- Episode no.: Season 1 Episode 12
- Directed by: Winrich Kolbe
- Written by: Sam Rolfe
- Production code: 412
- Original air date: April 19, 1993

Guest appearances
- Max Grodénchik as Rom; Cliff DeYoung as Croden; Randy Oglesby as Ah-Kel / Ro-Kel; Gordon Clapp as Hadran; Kathleen Garrett as Vulcan Captain; Leslie Engelberg as Yareth;

Episode chronology
| ← Previous "The Nagus" | Next → "Battle Lines" |
- Star Trek: Deep Space Nine season 1

= Vortex (Star Trek: Deep Space Nine) =

"Vortex" is the 12th episode of the first season of the American science fiction television series Star Trek: Deep Space Nine.

Set in the 24th century, the series follows the adventures on Deep Space Nine, a space station located near a stable wormhole between the Alpha and Gamma quadrants of the galaxy. This episode focuses on Deep Space Nine's security chief Odo, a shapeshifter of unknown origin. In this episode, a criminal from the Gamma Quadrant claims he has encountered other "Changelings" like Odo.

The episode aired on television in syndication the week of April 19, 1993.

==Plot==
During a business transaction between unscrupulous bar operator Quark and a pair of Miradorn twins, a visitor from the Gamma Quadrant, Croden, attempts to steal a valuable item. Odo intercedes, but not before one of the twins is killed. Odo takes Croden into custody, while the remaining twin, Ah-kel, vows vengeance.

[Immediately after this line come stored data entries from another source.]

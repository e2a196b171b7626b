//! Ping protocol parser.

/// Parsed ping command, borrowing from the input buffer.
#[derive(Debug, Clone, Copy, PartialEq, Eq)]
pub enum Command<'a> {
    /// Simple ping (no message).
    Ping,
    /// Ping carrying a message to send back.
    PingMsg(&'a [u8]),
    /// Quit command.
    Quit,
}

/// Parse result.
#[derive(Debug)]
pub enum ParseResult<'a> {
    /// Command and the bytes its line occupies (\r\n included).
    Complete(Command<'a>, usize),
    /// No full line buffered yet.
    Incomplete,
    /// Unknown command; `consumed` covers the bad line.
    Error { consumed: usize },
}

/// Parse one ping protocol line from the front of the input buffer.
pub fn parse(input: &[u8]) -> ParseResult<'_> {
    let Some(line_end) = find_crlf(input) else {
        return ParseResult::Incomplete;
    };

    let line = &input[..line_end];
    let consumed = line_end + 2;

    let command = match line.split_first_chunk::<4>() {
        Some((verb, rest)) if verb.eq_ignore_ascii_case(b"PING") => match rest {
            [] => Some(Command::Ping),
            [b' ', msg @ ..] if !msg.is_empty() => Some(Command::PingMsg(msg)),
            _ => None,
        },
        Some((verb, [])) if verb.eq_ignore_ascii_case(b"QUIT") => Some(Command::Quit),
        _ => None,
    };

    match command {
        Some(command) => ParseResult::Complete(command, consumed),
        None => ParseResult::Error { consumed },
    }
}

/// Find \r\n in buffer, returning the position of \r.
fn find_crlf(buffer: &[u8]) -> Option<usize> {
    buffer.windows(2).position(|w| w == b"\r\n")
}

#[cfg(test)]
mod tests {
    use super::*;

    #[test]
    fn test_parse_ping() {
        assert!(matches!(
            parse(b"PING\r\n"),
            ParseResult::Complete(Command::Ping, 6)
        ));
        assert!(matches!(
            parse(b"ping\r\nPING\r\n"),
            ParseResult::Complete(Command::Ping, 6)
        ));
    }

    #[test]
    fn test_parse_ping_msg() {
        match parse(b"PING hello\r\n") {
            ParseResult::Complete(Command::PingMsg(msg), 12) => assert_eq!(msg, b"hello"),
            other => panic!("unexpected: {:?}", other),
        }
    }

    #[test]
    fn test_parse_quit() {
        assert!(matches!(
            parse(b"Quit\r\n"),
            ParseResult::Complete(Command::Quit, 6)
        ));
    }

    #[test]
    fn test_incomplete() {
        assert!(matches!(parse(b"PING"), ParseResult::Incomplete));
        assert!(matches!(parse(b""), ParseResult::Incomplete));
    }

    #[test]
    fn test_unknown_command() {
        assert!(matches!(
            parse(b"FOO\r\n"),
            ParseResult::Error { consumed: 5 }
        ));
        assert!(matches!(
            parse(b"PINGER\r\n"),
            ParseResult::Error { consumed: 8 }
        ));
        assert!(matches!(
            parse(b"PING \r\n"),
            ParseResult::Error { consumed: 7 }
        ));
    }
}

Croden makes several comments to Odo regarding "Changelings". This piques Odo's interest, as he has never encountered another shapeshifter. Croden claims there were once shapeshifters on his homeworld, who were persecuted and driven off the planet. Croden claims to know of a place where they still exist, and tries to tempt Odo by offering to bring him to this colony. Odo is dubious of Croden's stories until Croden shows him a necklace containing a stone that changes shape. Dr. Bashir examines it and tells Odo that, given its composition, it could be distantly related to Odo.

Croden's homeworld demands his return, and Commander Sisko sends Odo to return him. Ah-Kel intimidates Quark into revealing that Odo has taken Croden to the Gamma Quadrant, and he pursues them to exact vengeance on Croden.

In the runabout vessel, Croden tells Odo that he was a political prisoner on his home planet, and most of his family was killed by the government. When Ah-Kel appears in pursuit, Odo is forced to release Croden to assist in evading Ah-Kel's ship. Croden navigates the Chamra Vortex, an asteroid field filled with unstable pockets called toh-maire, and lands on an asteroid he claims contains the Changeling colony. On the surface, Croden's eagerness reignites Odo's doubt. Odo demands the truth of Croden's stories. Croden reveals that he has never actually met a Changeling; the shapeshifting stone he showed Odo was bought at a marketplace. Croden uses the stone to open a chamber he had left on the asteroid's surface, containing his daughter, whom he had put into stasis.

Ah-Kel fires on the asteroid, prompting the three to return to their runabout. A falling rock incapacitates Odo and Croden carries him back to the runabout. In the Vortex, Odo tricks Ah-Kel into firing on a pocket of toh-maire, destroying the pursuing ship.

Ultimately, Croden decides to answer for his crime on his homeworld and asks Odo to care for his daughter; but Odo, indebted to Croden, finds a Vulcan ship that agrees to take Croden and his daughter back to Vulcan. Croden gives Odo his necklace containing the Changeling stone as a sign of thanks.

== Production ==
The Miradorn spacecraft in this episode was designed by Richard Delgado. The model was used to film visual effects shots and was sold at auction in 2006 for about $4500.

Rene Auberjonois worked to smile in this episode through his rubber mask costume.

== Reception ==
In 2015, Geek.com recommended this episode as "essential watching" for their abbreviated Star Trek: Deep Space Nine binge-watching guide.

Zach Handlen of The A.V. Club called the episode "mediocre" but with some "good moments that elevate it". One point of interest is that the episode "hints" at deeper backstory for the character Odo.